After the second procedure, the initial postoperative course was favorable. On post-op day (POD) 13 after the first surgery, his inflammatory markers were elevated (C-reactive protein [CRP] 107 mg/L, leukocytosis 15x109/L), and at that time without any clinical signs of infection. Echocardiography showed small pericardial effusion without other signs of graft or valve malfunction. The patient deteriorated the next day (POD 14), with signs of sepsis and spiking fever. Further increase in his inflammatory markers (CRP 202 mg/L, procalcitonin remained low 0.17 pg/mL) was observed. A computed tomography (CT) scan revealed periaortic fluid and a small pericardial effusion. (Figures 1, Figure 2, and Figure 3). There was no air or signs of an abscess. After obtaining blood cultures, empiric broad-spectrum antimicrobial therapy with imipenem/cilastatin and vancomycin was initiated, and the patient was admitted to the intensive care unit.

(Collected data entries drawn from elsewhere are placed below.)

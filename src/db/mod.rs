//! Durable store abstraction.
//!
//! The store is the only channel between the bridge, the background poller
//! and the approval surface. Every trait method re-reads persisted state;
//! implementations must not cache rows across calls.

pub mod libsql;
pub(crate) mod libsql_migrations;

use std::sync::Arc;

use async_trait::async_trait;
use chrono::{DateTime, Utc};
use uuid::Uuid;

use crate::broker::{
    ApprovalWindowHandle, Origin, PendingRequest, RequestKind, RequestOutcome, SiteTrustEntry,
    WindowId,
};
use crate::config::DatabaseConfig;
use crate::error::DatabaseError;

/// Result of writing an outcome into a slot.
#[derive(Debug, Clone, PartialEq, Eq)]
pub enum ResolveStatus {
    /// The outcome was recorded.
    Written,
    /// The slot already carried an outcome; it was left untouched.
    AlreadyResolved(RequestOutcome),
    /// The slot is empty or holds a different request.
    NoPendingRequest,
}

/// What happened when a window-closed notification was applied.
#[derive(Debug, Clone, PartialEq, Eq)]
pub enum WindowClosed {
    /// No stored handle has this id (already consumed, or never ours).
    Unknown,
    /// The request was still open and is now `Abandoned`.
    Abandoned(ApprovalWindowHandle),
    /// The request had already been decided or consumed; only the handle was dropped.
    AlreadySettled(ApprovalWindowHandle),
}

/// Cutoffs after which a slot is considered orphaned.
///
/// A slot is stale when it is still unresolved but was opened before
/// `unresolved_before`, or when it carries an outcome that nobody consumed
/// since `resolved_before`.
#[derive(Debug, Clone, Copy, PartialEq, Eq)]
pub struct StaleCutoffs {
    pub unresolved_before: DateTime<Utc>,
    pub resolved_before: DateTime<Utc>,
}

impl StaleCutoffs {
    pub fn is_stale(&self, request: &PendingRequest) -> bool {
        match request.resolved_at {
            Some(resolved_at) if request.outcome.is_some() => resolved_at < self.resolved_before,
            _ => request.opened_at < self.unresolved_before,
        }
    }
}

/// Persistence for the site trust registry.
#[async_trait]
pub trait TrustStore: Send + Sync {
    async fn get_site(&self, origin: &Origin) -> Result<Option<SiteTrustEntry>, DatabaseError>;

    /// Insert or update the entry, keeping `connected_at` of an existing row.
    async fn upsert_site(
        &self,
        origin: &Origin,
        account_address: &str,
        now: DateTime<Utc>,
    ) -> Result<SiteTrustEntry, DatabaseError>;

    /// Bump `last_used_at`. Returns false when no entry exists.
    async fn touch_site(&self, origin: &Origin, now: DateTime<Utc>) -> Result<bool, DatabaseError>;

    /// Returns false when no entry existed.
    async fn delete_site(&self, origin: &Origin) -> Result<bool, DatabaseError>;

    /// All entries, oldest connection first.
    async fn list_sites(&self) -> Result<Vec<SiteTrustEntry>, DatabaseError>;
}

/// Persistence for the single-slot-per-kind pending request store.
#[async_trait]
pub trait PendingStore: Send + Sync {
    /// Occupy the slot for `request.kind`, reclaiming it first if the current
    /// occupant is stale under `cutoffs`. Fails with
    /// [`DatabaseError::SlotOccupied`] otherwise.
    ///
    /// Returns the reclaimed occupant, if any.
    async fn insert_pending(
        &self,
        request: &PendingRequest,
        cutoffs: StaleCutoffs,
    ) -> Result<Option<PendingRequest>, DatabaseError>;

    async fn get_pending(&self, kind: RequestKind) -> Result<Option<PendingRequest>, DatabaseError>;

    async fn list_pending(&self) -> Result<Vec<PendingRequest>, DatabaseError>;

    /// Compare-and-set the outcome: only written when the slot holds a
    /// request (matching `request_id` when given) with no outcome yet.
    async fn set_outcome(
        &self,
        kind: RequestKind,
        request_id: Option<Uuid>,
        outcome: &RequestOutcome,
        now: DateTime<Utc>,
    ) -> Result<ResolveStatus, DatabaseError>;

    /// Atomically remove a resolved slot and its window handle, returning
    /// the outcome. `None` when the slot is empty, holds another request, or
    /// is still unresolved.
    async fn take_outcome(
        &self,
        kind: RequestKind,
        request_id: Uuid,
    ) -> Result<Option<RequestOutcome>, DatabaseError>;

    /// Unconditionally empty the slot and drop its window handle.
    async fn delete_pending(&self, kind: RequestKind) -> Result<Option<PendingRequest>, DatabaseError>;

    /// Remove every stale slot (and window handle), returning what was removed.
    async fn sweep_stale(&self, cutoffs: StaleCutoffs) -> Result<Vec<PendingRequest>, DatabaseError>;
}

/// Persistence for approval window handles.
#[async_trait]
pub trait WindowStore: Send + Sync {
    /// Store the handle for `handle.kind`, replacing any previous one.
    async fn put_window(&self, handle: &ApprovalWindowHandle) -> Result<(), DatabaseError>;

    async fn get_window(&self, kind: RequestKind) -> Result<Option<ApprovalWindowHandle>, DatabaseError>;

    async fn find_window(&self, window_id: WindowId) -> Result<Option<ApprovalWindowHandle>, DatabaseError>;

    async fn delete_window(&self, window_id: WindowId) -> Result<bool, DatabaseError>;

    /// Apply a window-closed notification in one step: if the handle's
    /// request is still open write `Abandoned`, then drop the handle.
    async fn close_window(
        &self,
        window_id: WindowId,
        now: DateTime<Utc>,
    ) -> Result<WindowClosed, DatabaseError>;
}

/// Backend-agnostic database handle used by the broker.
#[async_trait]
pub trait Database: TrustStore + PendingStore + WindowStore + Send + Sync {
    /// Run schema migrations.
    async fn run_migrations(&self) -> Result<(), DatabaseError>;
}

/// Open the configured backend and run migrations.
pub async fn connect_from_config(config: &DatabaseConfig) -> Result<Arc<dyn Database>, DatabaseError> {
    let backend = match (&config.libsql_url, &config.libsql_auth_token) {
        (Some(url), Some(token)) => {
            use secrecy::ExposeSecret;
            tracing::info!(path = %config.libsql_path.display(), %url, "Opening libSQL embedded replica");
            self::libsql::LibSqlBackend::new_remote_replica(&config.libsql_path, url, token.expose_secret())
                .await?
        }
        _ => {
            tracing::info!(path = %config.libsql_path.display(), "Opening local libSQL database");
            self::libsql::LibSqlBackend::new_local(&config.libsql_path).await?
        }
    };
    backend.run_migrations().await?;
    Ok(Arc::new(backend))
}
//! Tab notifications (`AccountsChanged`, `Disconnected`).

use tokio::sync::broadcast;

use crate::broker::{BridgeEvent, Origin, TabEvent, TabId};

/// Delivers events to the tabs of a site. Fire-and-forget: a tab that is
/// not listening simply misses the event.
pub trait TabNotifier: Send + Sync {
    fn notify(&self, event: BridgeEvent);

    /// Send `event` to one tab, or to every tab of `origin` when `tab_id` is `None`.
    fn notify_tab(&self, origin: &Origin, tab_id: Option<TabId>, event: TabEvent) {
        self.notify(BridgeEvent {
            origin: origin.clone(),
            tab_id,
            event,
        });
    }
}

/// In-process fan-out backed by a tokio broadcast channel. Each bridge
/// event stream subscribes and filters for its own origin and tab.
pub struct BroadcastNotifier {
    tx: broadcast::Sender<BridgeEvent>,
}

impl BroadcastNotifier {
    pub fn new(capacity: usize) -> Self {
        let (tx, _) = broadcast::channel(capacity.max(1));
        Self { tx }
    }

    pub fn subscribe(&self) -> broadcast::Receiver<BridgeEvent> {
        self.tx.subscribe()
    }

    pub fn subscriber_count(&self) -> usize {
        self.tx.receiver_count()
    }
}

impl Default for BroadcastNotifier {
    fn default() -> Self {
        Self::new(64)
    }
}

impl TabNotifier for BroadcastNotifier {
    fn notify(&self, event: BridgeEvent) {
        let delivered = self.tx.send(event.clone()).unwrap_or(0);
        tracing::debug!(
            origin = %event.origin,
            tab_id = ?event.tab_id,
            event = ?event.event,
            delivered,
            "Tab notification sent"
        );
    }
}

On POD 16, echocardiography showed significant pericardial effusion, while valve and graft function remained normal. A surgical reexploration was performed with no signs of intrathoracic infection detected. Samples of pericardial effusion and intrathoracic tissue were collected for microbiological analysis.

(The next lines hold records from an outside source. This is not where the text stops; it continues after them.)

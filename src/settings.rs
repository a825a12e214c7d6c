//! User settings persistence.
//!
//! Stores operator preferences in `~/.walletgate/settings.json`, optionally
//! overlaid by `~/.walletgate/config.toml`. Settings are loaded with
//! env var > TOML > settings.json > default priority; env vars are applied
//! later by the config resolvers.

use std::collections::BTreeMap;
use std::path::{Path, PathBuf};

use serde::{Deserialize, Serialize};
use serde_json::Value as JsonValue;

use crate::bootstrap::walletgate_dir;

/// Operator settings persisted to disk.
#[derive(Debug, Clone, PartialEq, Serialize, Deserialize, Default)]
pub struct Settings {
    #[serde(default)]
    pub database: DatabaseSettings,

    #[serde(default)]
    pub gateway: GatewaySettings,

    #[serde(default)]
    pub broker: BrokerSettings,

    #[serde(default)]
    pub accounts: AccountSettings,

    #[serde(default)]
    pub logging: LoggingSettings,
}

/// Where the durable store lives.
#[derive(Debug, Clone, PartialEq, Serialize, Deserialize, Default)]
pub struct DatabaseSettings {
    /// Path to the local libSQL file (default `~/.walletgate/walletgate.db`).
    #[serde(default)]
    pub libsql_path: Option<String>,

    /// Turso URL for embedded-replica sync. The auth token is env-only.
    #[serde(default)]
    pub libsql_url: Option<String>,
}

#[derive(Debug, Clone, PartialEq, Serialize, Deserialize)]
pub struct GatewaySettings {
    #[serde(default = "default_gateway_host")]
    pub host: String,

    #[serde(default = "default_gateway_port")]
    pub port: u16,

    /// Bridge calls allowed per minute.
    #[serde(default = "default_bridge_rate_limit")]
    pub bridge_rate_limit: u64,
}

fn default_gateway_host() -> String {
    "127.0.0.1".to_string()
}

fn default_gateway_port() -> u16 {
    7420
}

fn default_bridge_rate_limit() -> u64 {
    60
}

impl Default for GatewaySettings {
    fn default() -> Self {
        Self {
            host: default_gateway_host(),
            port: default_gateway_port(),
            bridge_rate_limit: default_bridge_rate_limit(),
        }
    }
}

#[derive(Debug, Clone, PartialEq, Serialize, Deserialize)]
pub struct BrokerSettings {
    #[serde(default = "default_poll_interval_ms")]
    pub poll_interval_ms: u64,

    #[serde(default = "default_request_timeout_secs")]
    pub request_timeout_secs: u64,

    /// How long a resolved-but-unconsumed slot survives before it may be reclaimed.
    #[serde(default = "default_orphan_grace_secs")]
    pub orphan_grace_secs: u64,

    #[serde(default = "default_window_width")]
    pub window_width: u32,

    #[serde(default = "default_window_height")]
    pub window_height: u32,

    /// Base URL approval surfaces load from. Derived from the gateway address when unset.
    #[serde(default)]
    pub approval_base_url: Option<String>,

    /// `browser` or `headless`.
    #[serde(default = "default_window_host")]
    pub window_host: String,
}

fn default_poll_interval_ms() -> u64 {
    500
}

fn default_request_timeout_secs() -> u64 {
    60
}

fn default_orphan_grace_secs() -> u64 {
    5
}

fn default_window_width() -> u32 {
    400
}

fn default_window_height() -> u32 {
    600
}

fn default_window_host() -> String {
    "browser".to_string()
}

impl Default for BrokerSettings {
    fn default() -> Self {
        Self {
            poll_interval_ms: default_poll_interval_ms(),
            request_timeout_secs: default_request_timeout_secs(),
            orphan_grace_secs: default_orphan_grace_secs(),
            window_width: default_window_width(),
            window_height: default_window_height(),
            approval_base_url: None,
            window_host: default_window_host(),
        }
    }
}

/// Development account manager.
#[derive(Debug, Clone, PartialEq, Serialize, Deserialize)]
pub struct AccountSettings {
    #[serde(default = "default_dev_address")]
    pub dev_address: String,

    /// Decimal string, e.g. `"100.5"`.
    #[serde(default = "default_dev_balance")]
    pub dev_balance: String,
}

fn default_dev_address() -> String {
    "0xdev0000000000000000000000000000000000001".to_string()
}

fn default_dev_balance() -> String {
    "100".to_string()
}

impl Default for AccountSettings {
    fn default() -> Self {
        Self {
            dev_address: default_dev_address(),
            dev_balance: default_dev_balance(),
        }
    }
}

#[derive(Debug, Clone, PartialEq, Serialize, Deserialize)]
pub struct LoggingSettings {
    /// `pretty` or `json`.
    #[serde(default = "default_log_format")]
    pub format: String,
}

fn default_log_format() -> String {
    "pretty".to_string()
}

impl Default for LoggingSettings {
    fn default() -> Self {
        Self {
            format: default_log_format(),
        }
    }
}

impl Settings {
    /// Get the default settings file path (~/.walletgate/settings.json).
    pub fn default_path() -> PathBuf {
        walletgate_dir().join("settings.json")
    }

    /// Load settings from disk, returning default if not found.
    pub fn load() -> Self {
        Self::load_from(&Self::default_path())
    }

    /// Load settings from a specific path. Unreadable or malformed files
    /// fall back to defaults.
    pub fn load_from(path: &Path) -> Self {
        match std::fs::read_to_string(path) {
            Ok(data) => serde_json::from_str(&data).unwrap_or_else(|e| {
                tracing::warn!("Ignoring malformed settings file {}: {}", path.display(), e);
                Self::default()
            }),
            Err(_) => Self::default(),
        }
    }

    /// Default TOML config file path (~/.walletgate/config.toml).
    pub fn default_toml_path() -> PathBuf {
        walletgate_dir().join("config.toml")
    }

    /// Overlay the keys written in a TOML file onto `self`.
    ///
    /// Only keys present in the file are applied, so a file that sets
    /// `broker.poll_interval_ms` leaves every other value as it was, even
    /// one the file could have restated at its default. Returns `Ok(false)`
    /// when the file does not exist.
    pub fn overlay_toml(&mut self, path: &Path) -> Result<bool, String> {
        let data = match std::fs::read_to_string(path) {
            Ok(data) => data,
            Err(e) if e.kind() == std::io::ErrorKind::NotFound => return Ok(false),
            Err(e) => return Err(format!("cannot read {}: {e}", path.display())),
        };

        // Type-check the whole file before touching anything.
        toml::from_str::<Settings>(&data)
            .map_err(|e| format!("invalid TOML in {}: {e}", path.display()))?;
        let written: toml::Table = toml::from_str(&data)
            .map_err(|e| format!("invalid TOML in {}: {e}", path.display()))?;

        let mut current = serde_json::to_value(&*self).map_err(|e| e.to_string())?;
        let written = serde_json::to_value(written).map_err(|e| e.to_string())?;
        overlay(&mut current, written);
        *self = serde_json::from_value(current)
            .map_err(|e| format!("invalid settings in {}: {e}", path.display()))?;
        Ok(true)
    }

    /// Write a commented TOML config file with current settings.
    pub fn save_toml(&self, path: &Path) -> Result<(), String> {
        let body = toml::to_string_pretty(self).map_err(|e| format!("cannot encode settings: {e}"))?;
        let content = format!(
            "# walletgate configuration file.\n\
             #\n\
             # Priority: env var > this file > settings.json > defaults.\n\
             # The gateway auth token and libSQL auth token are env-only.\n\
             # Run `walletgate config init --force` to regenerate this file.\n\
             \n\
             {body}"
        );

        if let Some(dir) = path.parent().filter(|d| !d.as_os_str().is_empty()) {
            std::fs::create_dir_all(dir).map_err(|e| format!("cannot create {}: {e}", dir.display()))?;
        }
        std::fs::write(path, content).map_err(|e| format!("cannot write {}: {e}", path.display()))
    }

    /// Every leaf setting as `section.key = value`, sorted by key.
    pub fn list(&self) -> Vec<(String, String)> {
        let mut flat = BTreeMap::new();
        if let Ok(tree) = serde_json::to_value(self) {
            flatten("", &tree, &mut flat);
        }
        flat.into_iter().collect()
    }
}

/// Replace leaves of `base` with those present in `written`, recursing into
/// tables both sides have.
fn overlay(base: &mut JsonValue, written: JsonValue) {
    match (base, written) {
        (JsonValue::Object(base), JsonValue::Object(written)) => {
            for (key, value) in written {
                match base.get_mut(&key) {
                    Some(slot) => overlay(slot, value),
                    None => {
                        base.insert(key, value);
                    }
                }
            }
        }
        (slot, value) => *slot = value,
    }
}

fn flatten(prefix: &str, value: &JsonValue, out: &mut BTreeMap<String, String>) {
    let rendered = match value {
        JsonValue::Object(fields) => {
            for (key, child) in fields {
                let path = if prefix.is_empty() {
                    key.clone()
                } else {
                    format!("{prefix}.{key}")
                };
                flatten(&path, child, out);
            }
            return;
        }
        JsonValue::Null => "(unset)".to_string(),
        JsonValue::String(s) => s.clone(),
        other => other.to_string(),
    };
    out.insert(prefix.to_string(), rendered);
}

Despite the broad-spectrum antimicrobial therapy, the patient remained septic (CRP values remained above 250 mg/L), although the surgical wound showed no signs of infection. Four days later (POD 20), there was sternum instability; the patient underwent a reoperation. Intraoperatively, pus was evident in the pericardium. No signs of graft dehiscence were observed, although necrotic tissue was present around the graft. Sternal wires were removed, radical debridement of the perigraft region and thoracic cavity with lavage was performed, and NPWT with instillation (V.A.C. ULTA; 3M + KCI) was administered. Antiseptic fluid (0.02% polihexanide; Prontosan; B. Braun Medical AG) was instilled over the infected region for 10 minutes, after which continuous negative pressure (-125 mm Hg) was applied for 60 minutes. The same antibiotic therapy continued, because Gram stains of pericardial fluid were negative, and no growth was observed on standard microbiological cultures of pericardial effusion. Blood cultures remained sterile in the first 10 days of incubation. On POD 23, blood cultures were positive, and a microbiologist observed a growth of small colonies of bacteria without cell walls on blood cultures as well as in all the intraoperative tissue samples. Mycoplasma hominis was identified using real-time polymerase chain reaction.13
Based on the identified microorganism, the antibiotic therapy was changed to tigecycline 50 mg twice daily and levofloxacin 500 mg BID intravenously. Initially, the authors did not opt for doxycycline due to unpredicted gut absorption of oral therapy in the critically ill patient.14 After consultation with a clinical pharmacologist, the authors decided to install tigecycline in the thoracic cavity using NPWT with instillation and dwell time (NPWTi-d; V.A.C. VERAFLO Therapy; 3M + KCI). The standard reticulated open cell foam dressing (V.A.C. VERAFLO CLEANSE CHOICE Dressing; KCI + 3M) was used. The authors irrigated the thoracic cavity twice daily with a solution of 50 mg of tigecycline in a 5% glucose solution. After instillation, the solutions were allowed to dwell for 15 minutes, followed by 3 hours of -125 mm Hg continuous negative pressure. Dressing changes were performed every 2 days. No side effects of this therapy were observed, although the authors were aware of the potentially large reabsorption capacity of the thoracic cavity. Four additional surgical debridements were required during the next 10 days, but inflammatory markers began to decrease, and the patient became afebrile and stable shortly after the change of therapy.
The authors used NWPTi-d for 8 days. The patient was switched to oral monotherapy with doxycycline 100 mg twice daily after 23 days of parenteral therapy. The patient was discharged from the hospital after 12 weeks of therapy and continued therapy with doxycycline 100 mg BID for another 9 months. At the 12-month follow-up visit, he had no clinical problems, computed tomographic angiography of the thorax showed no signs of perigraft inflammation, and inflammatory markers were low; the authors decided to discontinue the antibiotic treatment. Two years later, the patient is clinically stable, with no recurrent episodes of infection and an improved quality of life. The patient continues to be managed on an outpatient basis.